You know it’s just a matter of time before someone calculates Joe Wurzelbacher’s Q Score. BTW, he already has his own Wikipedia entry.
† The Right To Bear Arms Belongs To Us All: Part II: In 2007 the 254 justifiable homicides committed by private citizens were the highest in a decade, according to FBI statistics. For private citizens, a homicide is considered justifiable when someone is killed while committing a burglary or other felony. National Rifle Association executive vice president Wayne LaPierre tells USA Today that there was a spike in the number of people taking his group’s gun safety courses after the September 11 terror attacks and the widespread looting and violence after Hurricane Katrina. “Americans are simply refusing to be victims.”

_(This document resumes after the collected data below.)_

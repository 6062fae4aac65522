//! Probe endpoints. Neither touches the database or the bus: a process that
//! answers HTTP is considered live and ready.

use axum::http::StatusCode;

pub async fn healthz() -> StatusCode {
    StatusCode::OK
}

pub async fn readyz() -> StatusCode {
    StatusCode::OK
}
use std::time::Duration;

use sea_orm::Database;
use sea_orm_migration::MigratorTrait;
use tokio::sync::mpsc;
use tracing::{info, warn};

use otpgate_core::config::{Config, load_dotenv};
use otpgate_core::tracing::init_tracing;
use otpgate_credential::config::CredentialConfig;
use otpgate_credential::domain::repository::EventPublisher;
use otpgate_credential::infra::db::{DbOtpRepository, DbPasswordRepository};
use otpgate_credential::infra::entropy::OsEntropy;
use otpgate_credential::infra::mail::{SmtpNotifier, SmtpSettings};
use otpgate_credential::infra::mqtt::{self, MqttSettings};
use otpgate_credential::router::build_router;
use otpgate_credential::state::AppState;
use otpgate_credential::usecase::code::CodeGenerator;
use otpgate_credential::usecase::otp::{IssueOtpUseCase, IssuePolicy, SendAlertUseCase};
use otpgate_credential::usecase::rotation::{
    RotatePasswordUseCase, RotationPolicy, RotationScheduler,
};
use otpgate_credential::usecase::trigger::{TopicRoutes, TriggerDispatcher};
use otpgate_credential_migration::Migrator;

/// Bus messages buffered between the MQTT event loop and the dispatcher.
const TRIGGER_QUEUE: usize = 64;

#[tokio::main]
async fn main() {
    // RUST_LOG may come from .env, so load it before the subscriber reads it.
    load_dotenv();
    init_tracing();

    let config = CredentialConfig::from_env();
    config.validate().expect("invalid configuration");

    let db = Database::connect(&config.database_url())
        .await
        .expect("failed to connect to database");
    Migrator::up(&db, None)
        .await
        .expect("failed to run migrations");

    let notifier = SmtpNotifier::new(&SmtpSettings {
        host: config.smtp_host.clone(),
        port: config.smtp_port,
        sender: config.smtp_email.clone(),
        password: config.smtp_password.clone(),
    })
    .expect("invalid SMTP configuration");

    let routes = TopicRoutes {
        issue_topic: config.issue_topic.clone(),
        alert_topic: config.alert_topic().map(str::to_owned),
    };
    let (publisher, subscription) = mqtt::connect(
        &MqttSettings {
            host: config.mqtt_broker_url.clone(),
            port: config.mqtt_port,
            tls: config.mqtt_tls,
            client_id: config.mqtt_client_id.clone(),
            username: config.mqtt_username.clone(),
            password: config.mqtt_password.clone(),
        },
        routes.topics(),
    )
    .await
    .expect("failed to connect to MQTT broker");

    if let Err(e) = publisher.publish(&config.announce_topic, "hello").await {
        warn!(error = %e, "failed to announce startup");
    }

    // Bus → dispatcher
    let (trigger_tx, trigger_rx) = mpsc::channel(TRIGGER_QUEUE);
    let forwarder = tokio::spawn(subscription.forward_messages(trigger_tx));
    let dispatcher = TriggerDispatcher {
        routes,
        issue: IssueOtpUseCase {
            generator: CodeGenerator::new(OsEntropy),
            otps: DbOtpRepository { db: db.clone() },
            notifier: notifier.clone(),
            policy: IssuePolicy {
                length: config.otp_length,
                ttl: chrono::Duration::seconds(config.otp_ttl_secs),
                recipient: config.to_email.clone(),
                unlock_url: config.unlock_url.clone(),
            },
        },
        alert: SendAlertUseCase {
            notifier: notifier.clone(),
            recipient: config.to_email.clone(),
        },
    };
    let dispatch = tokio::spawn(dispatcher.run(trigger_rx));

    // Timer → rotation
    let rotation = config.rotation_enabled.then(|| {
        let scheduler = RotationScheduler {
            usecase: RotatePasswordUseCase {
                generator: CodeGenerator::new(OsEntropy),
                passwords: DbPasswordRepository { db: db.clone() },
                notifier: notifier.clone(),
                publisher: publisher.clone(),
                policy: RotationPolicy {
                    length: config.otp_length,
                    recipient: config.to_email.clone(),
                    unlock_url: config.unlock_url.clone(),
                    topic: config.rotation_topic.clone(),
                },
            },
            interval: Duration::from_secs(config.rotation_interval_secs),
        };
        tokio::spawn(scheduler.run())
    });
    if rotation.is_none() {
        info!("password rotation disabled");
    }

    // HTTP → verification
    let state = AppState {
        db,
        publisher,
        verification_topic: config.verification_topic.clone(),
    };
    let router = build_router(state);
    let addr = format!("0.0.0.0:{}", config.http_port);
    let listener = tokio::net::TcpListener::bind(&addr)
        .await
        .expect("failed to bind");

    info!("credential service listening on {addr}");
    axum::serve(listener, router)
        .with_graceful_shutdown(shutdown_signal())
        .await
        .expect("server error");

    forwarder.abort();
    dispatch.abort();
    if let Some(rotation) = rotation {
        rotation.abort();
    }
    info!("credential service stopped");
}

async fn shutdown_signal() {
    if let Err(e) = tokio::signal::ctrl_c().await {
        warn!(error = %e, "failed to listen for shutdown signal");
        std::future::pending::<()>().await;
    }
    info!("shutdown signal received");
}
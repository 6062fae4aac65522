mod helpers;
mod rotation_test;
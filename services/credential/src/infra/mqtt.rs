use std::time::Duration;

use anyhow::{Context as _, bail};
use rumqttc::{
    AsyncClient, ConnectReturnCode, Event, EventLoop, MqttOptions, Packet, Publish, QoS, Transport,
};
use tokio::sync::mpsc::{self, error::TrySendError};
use tracing::{debug, info, warn};

use crate::domain::repository::EventPublisher;
use crate::domain::types::BusMessage;
use crate::error::PublishError;

/// Capacity of the client's outgoing request queue.
const REQUEST_CAPACITY: usize = 64;

/// Delay before polling again after a connection error. rumqttc reconnects on
/// the next poll.
const RECONNECT_BACKOFF: Duration = Duration::from_secs(1);

/// Broker connection settings.
#[derive(Debug, Clone)]
pub struct MqttSettings {
    pub host: String,
    pub port: u16,
    pub tls: bool,
    pub client_id: String,
    pub username: String,
    pub password: String,
}

impl MqttSettings {
    pub fn options(&self) -> MqttOptions {
        let mut options = MqttOptions::new(&self.client_id, &self.host, self.port);
        options.set_credentials(&self.username, &self.password);
        options.set_keep_alive(Duration::from_secs(30));
        if self.tls {
            options.set_transport(Transport::tls_with_default_config());
        }
        options
    }
}

/// Publishing half of the bus connection. Cheap to clone.
///
/// Publishes are queued to the event loop without waiting. When the queue is
/// full (the event loop is reconnecting or backed up) the publish fails
/// immediately instead of stalling the caller.
#[derive(Clone)]
pub struct MqttPublisher {
    client: AsyncClient,
}

impl MqttPublisher {
    pub fn new(client: AsyncClient) -> Self {
        Self { client }
    }
}

impl EventPublisher for MqttPublisher {
    async fn publish(&self, topic: &str, payload: &str) -> Result<(), PublishError> {
        self.client
            .try_publish(topic, QoS::AtMostOnce, false, payload.as_bytes().to_vec())
            .map_err(|e| PublishError {
                topic: topic.to_owned(),
                reason: e.to_string(),
            })
    }
}

/// Receiving half of the bus connection.
pub struct MqttSubscription {
    client: AsyncClient,
    eventloop: EventLoop,
    topics: Vec<String>,
}

/// Connect to the broker and subscribe to `topics`.
///
/// Returns once the broker has accepted the connection; an error here means the
/// service must not start.
pub async fn connect(
    settings: &MqttSettings,
    topics: Vec<String>,
) -> anyhow::Result<(MqttPublisher, MqttSubscription)> {
    let (client, mut eventloop) = AsyncClient::new(settings.options(), REQUEST_CAPACITY);

    loop {
        let event = eventloop
            .poll()
            .await
            .with_context(|| {
                format!("connect to mqtt broker {}:{}", settings.host, settings.port)
            })?;
        if let Event::Incoming(Packet::ConnAck(ack)) = event {
            if ack.code != ConnectReturnCode::Success {
                bail!("mqtt broker refused connection: {:?}", ack.code);
            }
            break;
        }
    }
    info!(host = %settings.host, port = settings.port, "connected to mqtt broker");

    subscribe_all(&client, &topics)?;
    let subscription = MqttSubscription {
        client: client.clone(),
        eventloop,
        topics,
    };
    Ok((MqttPublisher::new(client), subscription))
}

/// Queue a subscribe request per topic without waiting on the request queue.
/// The event loop sends them on its next polls.
fn subscribe_all(client: &AsyncClient, topics: &[String]) -> anyhow::Result<()> {
    for topic in topics {
        client
            .try_subscribe(topic, QoS::AtLeastOnce)
            .with_context(|| format!("subscribe to {topic}"))?;
        info!(topic = %topic, "subscribed");
    }
    Ok(())
}

/// Outcome of handing one inbound message to the dispatcher.
#[derive(Debug, Clone, Copy, PartialEq, Eq)]
enum Forwarded {
    Queued,
    Dropped,
    Closed,
}

/// Hand `message` to the dispatcher without blocking the event loop. A full
/// channel drops the message with a warning.
fn forward(tx: &mpsc::Sender<BusMessage>, message: BusMessage) -> Forwarded {
    match tx.try_send(message) {
        Ok(()) => Forwarded::Queued,
        Err(TrySendError::Full(message)) => {
            warn!(topic = %message.topic, "trigger queue full; dropping message");
            Forwarded::Dropped
        }
        Err(TrySendError::Closed(_)) => Forwarded::Closed,
    }
}

impl MqttSubscription {
    /// Drive the connection, forwarding every inbound publish into `tx`.
    ///
    /// Runs until `tx` is closed. Subscriptions are renewed after each reconnect.
    /// Nothing here waits on the dispatcher or on the client request queue, so
    /// the event loop keeps draining outbound publishes.
    pub async fn forward_messages(mut self, tx: mpsc::Sender<BusMessage>) {
        loop {
            match self.eventloop.poll().await {
                Ok(Event::Incoming(Packet::Publish(publish))) => {
                    if forward(&tx, to_bus_message(publish)) == Forwarded::Closed {
                        info!("trigger channel closed; stopping mqtt forwarder");
                        return;
                    }
                }
                Ok(Event::Incoming(Packet::ConnAck(_))) => {
                    info!("reconnected to mqtt broker");
                    if let Err(e) = subscribe_all(&self.client, &self.topics) {
                        warn!(error = %e, "failed to renew subscriptions");
                    }
                }
                Ok(event) => debug!(?event, "mqtt event"),
                Err(e) => {
                    warn!(error = %e, "mqtt connection error");
                    tokio::time::sleep(RECONNECT_BACKOFF).await;
                }
            }
        }
    }
}

fn to_bus_message(publish: Publish) -> BusMessage {
    BusMessage {
        topic: publish.topic,
        payload: publish.payload.to_vec(),
    }
}
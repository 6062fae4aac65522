pub mod db;
pub mod entropy;
pub mod mail;
pub mod mqtt;
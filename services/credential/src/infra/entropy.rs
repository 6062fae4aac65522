use crate::domain::repository::EntropySource;
use crate::error::GenerationError;

/// Operating-system CSPRNG.
#[derive(Clone, Copy, Debug, Default)]
pub struct OsEntropy;

impl EntropySource for OsEntropy {
    fn fill(&self, buf: &mut [u8]) -> Result<(), GenerationError> {
        getrandom::fill(buf).map_err(|e| GenerationError(e.to_string()))
    }
}
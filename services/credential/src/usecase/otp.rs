use chrono::{DateTime, Duration, Utc};
use tracing::{info, warn};

use crate::domain::repository::{EntropySource, EventPublisher, Notifier, OtpRepository};
use crate::domain::templates;
use crate::domain::types::{NewOneTimeCode, OneTimeCode, VerifyOutcome};
use crate::error::{CredentialServiceError, DeliveryError};
use crate::usecase::code::CodeGenerator;

// ── IssueOtp ─────────────────────────────────────────────────────────────────

/// Where and how issued codes are shaped and delivered.
#[derive(Debug, Clone)]
pub struct IssuePolicy {
    pub length: usize,
    pub ttl: Duration,
    pub recipient: String,
    pub unlock_url: String,
}

pub struct IssueOtpUseCase<E, R, N>
where
    E: EntropySource,
    R: OtpRepository,
    N: Notifier,
{
    pub generator: CodeGenerator<E>,
    pub otps: R,
    pub notifier: N,
    pub policy: IssuePolicy,
}

impl<E, R, N> IssueOtpUseCase<E, R, N>
where
    E: EntropySource,
    R: OtpRepository,
    N: Notifier,
{
    pub async fn execute(&self) -> Result<OneTimeCode, CredentialServiceError> {
        self.execute_at(Utc::now()).await
    }

    /// Generate, persist, then notify. Nothing is stored or sent when generation
    /// fails, and nothing is sent when the store rejects the record. A delivery
    /// failure is logged; the stored code stays valid.
    pub async fn execute_at(
        &self,
        now: DateTime<Utc>,
    ) -> Result<OneTimeCode, CredentialServiceError> {
        let code = self.generator.generate(self.policy.length)?;
        let otp = self
            .otps
            .save(&NewOneTimeCode::issued_at(code, now, self.policy.ttl))
            .await?;
        info!(otp_id = otp.id, expires_at = %otp.expires_at, "issued otp");

        let mail = templates::otp_mail(&self.policy.recipient, &otp.code, &self.policy.unlock_url);
        if let Err(e) = self.notifier.send(&mail).await {
            warn!(otp_id = otp.id, error = %e, "failed to deliver otp mail");
        }
        Ok(otp)
    }
}

// ── VerifyOtp ────────────────────────────────────────────────────────────────

/// Checks a candidate code and reports the outcome on the status topic.
///
/// A verified code is not consumed: it keeps verifying until it expires.
pub struct VerifyOtpUseCase<R, P>
where
    R: OtpRepository,
    P: EventPublisher,
{
    pub otps: R,
    pub publisher: P,
    pub status_topic: String,
}

impl<R, P> VerifyOtpUseCase<R, P>
where
    R: OtpRepository,
    P: EventPublisher,
{
    pub async fn execute(&self, code: &str) -> Result<VerifyOutcome, CredentialServiceError> {
        self.execute_at(code, Utc::now()).await
    }

    /// Store failures propagate as errors and publish nothing.
    pub async fn execute_at(
        &self,
        code: &str,
        now: DateTime<Utc>,
    ) -> Result<VerifyOutcome, CredentialServiceError> {
        let outcome = match self.otps.find_by_code(code).await? {
            None => VerifyOutcome::Invalid,
            Some(otp) if otp.is_expired_at(now) => VerifyOutcome::Expired,
            Some(_) => VerifyOutcome::Verified,
        };

        if let Err(e) = self
            .publisher
            .publish(&self.status_topic, outcome.status_payload())
            .await
        {
            warn!(error = %e, outcome = ?outcome, "failed to publish verification status");
        }
        Ok(outcome)
    }
}

// ── ListOtps ─────────────────────────────────────────────────────────────────

pub struct ListOtpsUseCase<R: OtpRepository> {
    pub otps: R,
}

impl<R: OtpRepository> ListOtpsUseCase<R> {
    pub async fn execute(&self) -> Result<Vec<OneTimeCode>, CredentialServiceError> {
        self.otps.list().await
    }
}

// ── SendAlert ────────────────────────────────────────────────────────────────

/// Mails the fixed security alert instead of issuing a code.
pub struct SendAlertUseCase<N: Notifier> {
    pub notifier: N,
    pub recipient: String,
}

impl<N: Notifier> SendAlertUseCase<N> {
    pub async fn execute(&self) -> Result<(), DeliveryError> {
        self.notifier
            .send(&templates::alert_mail(&self.recipient))
            .await
    }
}
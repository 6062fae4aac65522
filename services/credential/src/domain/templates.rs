//! Fixed mail templates for the three kinds of notification the engine sends.

use crate::domain::types::Notification;

pub const OTP_SUBJECT: &str = "OTP Verification";
pub const ALERT_SUBJECT: &str = "Security Alert: Multiple Failed Login Attempts";
pub const PASSWORD_SUBJECT: &str = "New Password Notification";

pub fn otp_mail(recipient: &str, code: &str, unlock_url: &str) -> Notification {
    Notification {
        recipient: recipient.to_owned(),
        subject: OTP_SUBJECT.to_owned(),
        body: format!(
            "Your OTP is: {code}\n\
             Please enter the OTP to unlock the system.\n\
             LINK: {unlock_url}"
        ),
    }
}

pub fn alert_mail(recipient: &str) -> Notification {
    Notification {
        recipient: recipient.to_owned(),
        subject: ALERT_SUBJECT.to_owned(),
        body: "Dear User,\n\n\
               We have detected multiple failed login attempts on your system. \
               Specifically, your password was entered incorrectly more than 5 times.\n\n\
               For security reasons, please ensure your account is safe. If this activity \
               is not from you, we recommend changing your password immediately.\n\n\
               If you need assistance, please visit our support page or contact us directly.\n\n\
               Thank you for your attention.\n\n\
               Best regards,\n\
               Your Security Team"
            .to_owned(),
    }
}

pub fn password_mail(recipient: &str, password: &str, unlock_url: &str) -> Notification {
    Notification {
        recipient: recipient.to_owned(),
        subject: PASSWORD_SUBJECT.to_owned(),
        body: format!(
            "Dear User,\n\n\
             Your new password has been generated successfully.\n\n\
             Password: {password}\n\n\
             Use this password to unlock the system.\n\
             Access the system here: {unlock_url}\n\n\
             Best regards,\n\
             Your Support Team"
        ),
    }
}
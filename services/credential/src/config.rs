use serde::Deserialize;

use otpgate_core::config::Config;

use crate::domain::types::{CODE_LEN, OTP_TTL_SECS, ROTATION_INTERVAL_SECS};

/// Credential service configuration loaded from environment variables.
///
/// Each field is read from its upper-case name (`db_host` from `DB_HOST`).
#[derive(Debug, Clone, Deserialize)]
pub struct CredentialConfig {
    /// PostgreSQL host.
    pub db_host: String,
    /// PostgreSQL user.
    pub db_user: String,
    /// PostgreSQL password.
    pub db_password: String,
    /// PostgreSQL database name.
    pub db_name: String,
    /// PostgreSQL port (default 5432).
    #[serde(default = "default_db_port")]
    pub db_port: u16,

    /// Sender address, also the SMTP login.
    pub smtp_email: String,
    /// SMTP password for `smtp_email`.
    pub smtp_password: String,
    /// Recipient of every code, password and alert mail.
    pub to_email: String,
    #[serde(default = "default_smtp_host")]
    pub smtp_host: String,
    #[serde(default = "default_smtp_port")]
    pub smtp_port: u16,

    /// MQTT broker host name.
    pub mqtt_broker_url: String,
    pub mqtt_client_id: String,
    pub mqtt_username: String,
    pub mqtt_password: String,
    /// MQTT broker port (default 8883).
    #[serde(default = "default_mqtt_port")]
    pub mqtt_port: u16,
    /// Connect over TLS (default true).
    #[serde(default = "default_true")]
    pub mqtt_tls: bool,

    /// TCP port for the HTTP server (default 3000).
    #[serde(default = "default_http_port")]
    pub http_port: u16,

    /// Digits per code and per rotated password (default 6).
    #[serde(default = "default_code_length")]
    pub otp_length: usize,
    /// Validity window of an issued code in seconds (default 300).
    #[serde(default = "default_otp_ttl_secs")]
    pub otp_ttl_secs: i64,

    /// Run the password rotation loop (default true).
    #[serde(default = "default_true")]
    pub rotation_enabled: bool,
    /// Seconds between rotations (default 120).
    #[serde(default = "default_rotation_interval_secs")]
    pub rotation_interval_secs: u64,
    /// Handle the alert topic (default true). When false only issuance is triggered.
    #[serde(default = "default_true")]
    pub alerts_enabled: bool,

    #[serde(default = "default_issue_topic")]
    pub issue_topic: String,
    #[serde(default = "default_alert_topic")]
    pub alert_topic: String,
    #[serde(default = "default_verification_topic")]
    pub verification_topic: String,
    #[serde(default = "default_rotation_topic")]
    pub rotation_topic: String,
    /// Topic that receives a single "hello" once the bus connection is up.
    #[serde(default = "default_announce_topic")]
    pub announce_topic: String,

    /// Link included in mails, pointing at the code entry page.
    #[serde(default = "default_unlock_url")]
    pub unlock_url: String,
}

impl Config for CredentialConfig {}

/// A configuration value that parses but cannot be used.
#[derive(Debug, thiserror::Error)]
#[error("invalid {name}: {reason}")]
pub struct InvalidConfig {
    pub name: &'static str,
    pub reason: &'static str,
}

impl CredentialConfig {
    /// Reject values the engine cannot run with. Called once at startup.
    pub fn validate(&self) -> Result<(), InvalidConfig> {
        if self.otp_length == 0 {
            return Err(InvalidConfig {
                name: "OTP_LENGTH",
                reason: "must be at least 1",
            });
        }
        if self.otp_ttl_secs <= 0 {
            return Err(InvalidConfig {
                name: "OTP_TTL_SECS",
                reason: "must be positive",
            });
        }
        if self.rotation_enabled && self.rotation_interval_secs == 0 {
            return Err(InvalidConfig {
                name: "ROTATION_INTERVAL_SECS",
                reason: "must be positive when rotation is enabled",
            });
        }
        Ok(())
    }

    pub fn database_url(&self) -> String {
        format!(
            "postgres://{}:{}@{}:{}/{}",
            self.db_user, self.db_password, self.db_host, self.db_port, self.db_name
        )
    }

    /// Alert topic when alerts are enabled.
    pub fn alert_topic(&self) -> Option<&str> {
        self.alerts_enabled.then_some(self.alert_topic.as_str())
    }
}

fn default_db_port() -> u16 {
    5432
}

fn default_smtp_host() -> String {
    "smtp.gmail.com".to_owned()
}

fn default_smtp_port() -> u16 {
    587
}

fn default_mqtt_port() -> u16 {
    8883
}

fn default_http_port() -> u16 {
    3000
}

fn default_true() -> bool {
    true
}

fn default_code_length() -> usize {
    CODE_LEN
}

fn default_otp_ttl_secs() -> i64 {
    OTP_TTL_SECS
}

fn default_rotation_interval_secs() -> u64 {
    ROTATION_INTERVAL_SECS
}

fn default_issue_topic() -> String {
    "otp/request".to_owned()
}

fn default_alert_topic() -> String {
    "Project2/wrongPassword".to_owned()
}

fn default_verification_topic() -> String {
    "otp/verification".to_owned()
}

fn default_rotation_topic() -> String {
    "Project2/OTP".to_owned()
}

fn default_announce_topic() -> String {
    "openStatus".to_owned()
}

fn default_unlock_url() -> String {
    "http://127.0.0.1:5500/gen-otp-ui/index.html".to_owned()
}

† We Fight Them Over There So We Don’t Have To Fight Them Over Here?: A St.Louis, MO, grand jury has indicted Bassam Hamed, 33, his two brothers and 11 others on federal racketeering charges for using five convenience stores to trade in stolen goods and contraband cigarettes, and funneling the proceeds - estimated at $250,000 to $1.5 million - to groups in the Palestinian territories. The indictment charges that since 2000 the “Hamed Organization” engaged in bank and wire fraud, racketeering and conspiracy to receive stolen goods.
† Updates To Previous Posts (fourth item, Garbage In, Garbage Out: Part II): More than 3,000 middle school students in Washington D.C. started getting checks last week under a controversial program to pay them for up to $100 every two weeks for getting good grades, showing up to class on time and comporting themselves properly, reports The Washington Post:
Capital Gains was created by Roland G. Fryer Jr., a Harvard University economist and researcher for the school's American Inequality Lab, which studies poverty and race. Fryer, who grew up poor in Daytona Beach, Fla., and dropped out of high school for a time to deal drugs, is searching for ways to close the academic achievement gap between minority and white students.
The middle school years are especially critical, Fryer and other researchers say, because it is the period when achievement often declines. Studies show that many high school dropouts actually finalize their decision to leave during middle school.
Half of the $2.7 million for the year-long pilot program comes from the District, and half comes from a grant to Harvard by the Broad Foundation.
Fryer has launched similar programs in Chicago and NYC in an attempt to boost standardized test scores of fourth- and seventh-graders.